Exercise directions: Return each line of the listing that contains the string "Debug".

Material to process Start Marker

//! # Record Repository
//!
//! Replicated rows of the synchronized tables, keyed by
//! `(table_name, record_id)`. Deletions are kept as tombstones so they
//! replicate like any other change.

use sqlx::SqlitePool;

use super::{from_millis, to_millis};
use crate::error::{DbError, DbResult};
use meridian_core::{StoreRecord, SyncMarker};

#[derive(Debug, sqlx::FromRow)]
struct RecordRow {
    table_name: String,
    record_id: String,
    data: String,
    modified_ms: i64,
    modified_by: String,
    deleted: bool,
}

impl RecordRow {
    fn into_record(self) -> DbResult<StoreRecord> {
        let key = format!("{}/{}", self.table_name, self.record_id);
        let data = serde_json::from_str(&self.data).map_err(|e| DbError::corrupt("record", &key, e))?;
        Ok(StoreRecord {
            modified_at: from_millis("record", &key, self.modified_ms)?,
            table_name: self.table_name,
            record_id: self.record_id,
            data,
            modified_by: self.modified_by,
            deleted: self.deleted,
        })
    }
}

/// Insert-or-replace a record through any executor, so the journal can
/// write it inside its own transaction.
pub(crate) async fn upsert_record<'e, E>(executor: E, record: &StoreRecord) -> DbResult<()>
where
    E: sqlx::SqliteExecutor<'e>,
{
    sqlx::query(
        r#"
        INSERT INTO records (table_name, record_id, data, modified_ms, modified_by, deleted)
        VALUES (?1, ?2, ?3, ?4, ?5, ?6)
        ON CONFLICT(table_name, record_id) DO UPDATE SET
            data = excluded.data,
            modified_ms = excluded.modified_ms,
            modified_by = excluded.modified_by,
            deleted = excluded.deleted
        "#,
    )
    .bind(&record.table_name)
    .bind(&record.record_id)
    .bind(record.data.to_string())
    .bind(to_millis(record.modified_at))
    .bind(&record.modified_by)
    .bind(record.deleted)
    .execute(executor)
    .await?;

    Ok(())
}

/// Repository for replicated records.
#[derive(Debug, Clone)]
pub struct RecordRepository {
    pool: SqlitePool,
}

impl RecordRepository {
    pub fn new(pool: SqlitePool) -> Self {
        RecordRepository { pool }
    }

    pub async fn get(&self, table: &str, record_id: &str) -> DbResult<Option<StoreRecord>> {
        let row: Option<RecordRow> = sqlx::query_as(
            r#"
            SELECT table_name, record_id, data, modified_ms, modified_by, deleted
            FROM records
            WHERE table_name = ?1 AND record_id = ?2
            "#,
        )
        .bind(table)
        .bind(record_id)
        .fetch_optional(&self.pool)
        .await?;

        row.map(RecordRow::into_record).transpose()
    }

    pub async fn upsert(&self, record: &StoreRecord) -> DbResult<()> {
        upsert_record(&self.pool, record).await
    }

    /// Records of `table` strictly after `marker` in
    /// `(modified_at, record_id)` order.
    pub async fn modified_since(
        &self,
        table: &str,
        marker: &SyncMarker,
        limit: u32,
    ) -> DbResult<Vec<StoreRecord>> {
        let rows: Vec<RecordRow> = sqlx::query_as(
            r#"
            SELECT table_name, record_id, data, modified_ms, modified_by, deleted
            FROM records
            WHERE table_name = ?1
              AND (modified_ms > ?2 OR (modified_ms = ?2 AND record_id > ?3))
            ORDER BY modified_ms ASC, record_id ASC
            LIMIT ?4
            "#,
        )
        .bind(table)
        .bind(to_millis(marker.modified_at))
        .bind(&marker.record_id)
        .bind(limit)
        .fetch_all(&self.pool)
        .await?;

        rows.into_iter().map(RecordRow::into_record).collect()
    }

    pub async fn count(&self, table: &str) -> DbResult<i64> {
        let count: i64 = sqlx::query_scalar("SELECT COUNT(*) FROM records WHERE table_name = ?1")
            .bind(table)
            .fetch_one(&self.pool)
            .await?;
        Ok(count)
    }
}

#[cfg(test)]
mod tests {
    use super::*;
    use crate::{Database, DbConfig};
    use chrono::{TimeZone, Utc};
    use serde_json::json;

    fn record(id: &str, ms: i64) -> StoreRecord {
        StoreRecord {
            table_name: "products".into(),
            record_id: id.into(),
            data: json!({ "sku": id, "price_cents": 250 }),
            modified_at: Utc.timestamp_millis_opt(ms).unwrap(),
            modified_by: "TERM-A".into(),
            deleted: false,
        }
    }

    #[tokio::test]
    async fn test_upsert_replaces() {
        let repo = Database::new(DbConfig::in_memory()).await.unwrap().records();
        repo.upsert(&record("p-1", 1_000)).await.unwrap();

        let mut newer = record("p-1", 2_000);
        newer.deleted = true;
        repo.upsert(&newer).await.unwrap();

        assert_eq!(repo.get("products", "p-1").await.unwrap(), Some(newer));
        assert_eq!(repo.count("products").await.unwrap(), 1);
    }

    #[tokio::test]
    async fn test_modified_since_resumes_inside_equal_timestamps() {
        let repo = Database::new(DbConfig::in_memory()).await.unwrap().records();
        for (id, ms) in [("p-1", 1_000), ("p-2", 1_000), ("p-3", 1_000), ("p-0", 2_000)] {
            repo.upsert(&record(id, ms)).await.unwrap();
        }

        let first = repo.modified_since("products", &SyncMarker::origin(), 2).await.unwrap();
        let ids: Vec<&str> = first.iter().map(|r| r.record_id.as_str()).collect();
        assert_eq!(ids, ["p-1", "p-2"]);

        let marker = first.last().unwrap().marker();
        let rest = repo.modified_since("products", &marker, 10).await.unwrap();
        let ids: Vec<&str> = rest.iter().map(|r| r.record_id.as_str()).collect();
        assert_eq!(ids, ["p-3", "p-0"]);
    }
}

Material to process End Marker

Answer to this problem:
#[derive(Debug, sqlx::FromRow)]
#[derive(Debug, Clone)]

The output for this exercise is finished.